• [What you have to do]: Your answer should be the lines of the listing that contain the word "reason".

==== Available data

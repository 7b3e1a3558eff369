//! `cmdbridge-types` – shared vocabulary of the command bridge.
//!
//! - [`envelope`] – [`MessageEnvelope`], the wrapper exchanged on both the
//!   external broker and the internal message bus, plus its JSON codec.
//! - [`Method`] – the two request methods a command topic may carry.
//! - [`QosLevel`] / [`DeliveryOptions`] – broker delivery settings applied to
//!   every outbound publish.
//! - [`DeviceDescriptor`] / [`CommandDescriptor`] – the device catalogue used
//!   for routing and command queries.
//! - [`BridgeError`] – the error taxonomy shared by every crate.

pub mod envelope;

use std::fmt;
use std::str::FromStr;
use std::time::Duration;

use serde::{Deserialize, Serialize};
use thiserror::Error;

pub use envelope::{MessageEnvelope, API_VERSION, CONTENT_TYPE_JSON, CONTENT_TYPE_TEXT};

/// Request method carried in the last segment of a command topic.
#[derive(Debug, Clone, Copy, PartialEq, Eq, Hash, Serialize, Deserialize)]
#[serde(rename_all = "lowercase")]
pub enum Method {
    /// Read a command value.
    Get,
    /// Write a command value.
    Set,
}

impl Method {
    /// Canonical lowercase spelling, as used on the internal bus.
    pub fn as_str(self) -> &'static str {
        match self {
            Method::Get => "get",
            Method::Set => "set",
        }
    }
}

impl fmt::Display for Method {
    fn fmt(&self, f: &mut fmt::Formatter<'_>) -> fmt::Result {
        f.write_str(self.as_str())
    }
}

impl FromStr for Method {
    type Err = BridgeError;

    fn from_str(s: &str) -> Result<Self, Self::Err> {
        if s.eq_ignore_ascii_case("get") {
            Ok(Method::Get)
        } else if s.eq_ignore_ascii_case("set") {
            Ok(Method::Set)
        } else {
            Err(BridgeError::Validation(format!(
                "unknown request method: {s}, only 'get' or 'set' is allowed"
            )))
        }
    }
}

/// MQTT-style quality-of-service level.
#[derive(Debug, Clone, Copy, PartialEq, Eq, Default, Serialize, Deserialize)]
#[serde(try_from = "u8", into = "u8")]
pub enum QosLevel {
    #[default]
    AtMostOnce,
    AtLeastOnce,
    ExactlyOnce,
}

impl TryFrom<u8> for QosLevel {
    type Error = BridgeError;

    fn try_from(value: u8) -> Result<Self, Self::Error> {
        match value {
            0 => Ok(QosLevel::AtMostOnce),
            1 => Ok(QosLevel::AtLeastOnce),
            2 => Ok(QosLevel::ExactlyOnce),
            other => Err(BridgeError::Config(format!(
                "invalid QoS level {other}, expected 0, 1 or 2"
            ))),
        }
    }
}

impl From<QosLevel> for u8 {
    fn from(qos: QosLevel) -> u8 {
        match qos {
            QosLevel::AtMostOnce => 0,
            QosLevel::AtLeastOnce => 1,
            QosLevel::ExactlyOnce => 2,
        }
    }
}

/// Delivery settings applied verbatim to every outbound publish.
#[derive(Debug, Clone, Copy, PartialEq, Eq, Default)]
pub struct DeliveryOptions {
    pub qos: QosLevel,
    pub retain: bool,
}

/// A device known to the bridge and the service that owns it.
#[derive(Debug, Clone, PartialEq, Eq, Serialize, Deserialize)]
pub struct DeviceDescriptor {
    pub name: String,
    /// Name of the device service that executes commands for this device.
    pub service: String,
    #[serde(default)]
    pub profile: String,
    /// When empty, any command name is routed to the service.
    #[serde(default)]
    pub commands: Vec<CommandDescriptor>,
}

impl DeviceDescriptor {
    pub fn command(&self, name: &str) -> Option<&CommandDescriptor> {
        self.commands.iter().find(|c| c.name == name)
    }
}

/// A single command exposed by a device.
#[derive(Debug, Clone, PartialEq, Eq, Serialize, Deserialize)]
pub struct CommandDescriptor {
    pub name: String,
    #[serde(default = "default_true")]
    pub get: bool,
    #[serde(default)]
    pub set: bool,
}

impl CommandDescriptor {
    /// Whether this command accepts requests with `method`.
    pub fn supports(&self, method: Method) -> bool {
        match method {
            Method::Get => self.get,
            Method::Set => self.set,
        }
    }
}

fn default_true() -> bool {
    true
}

/// Every failure the bridge can observe while handling a single message.
///
/// Whether a variant is answerable depends on how far the handler got: once a
/// response topic is known, the error is turned into an error envelope;
/// before that it can only be logged.
#[derive(Error, Debug, Clone, PartialEq, Eq)]
pub enum BridgeError {
    #[error("failed to decode message envelope: {0}")]
    Decode(String),

    #[error("failed to encode message envelope: {0}")]
    Encode(String),

    #[error("configuration error: {0}")]
    Config(String),

    #[error("invalid topic scheme: {0}")]
    TopicScheme(String),

    #[error("{0}")]
    Validation(String),

    #[error("{0}")]
    Routing(String),

    #[error("timed out after {after:?} waiting for response to request '{request_id}'")]
    Timeout { request_id: String, after: Duration },

    #[error("{0}")]
    Transport(String),

    #[error("could not publish to topic '{topic}': {reason}")]
    Publish { topic: String, reason: String },
}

========

• [Reply]:
    #[error("could not publish to topic '{topic}': {reason}")]
    Publish { topic: String, reason: String },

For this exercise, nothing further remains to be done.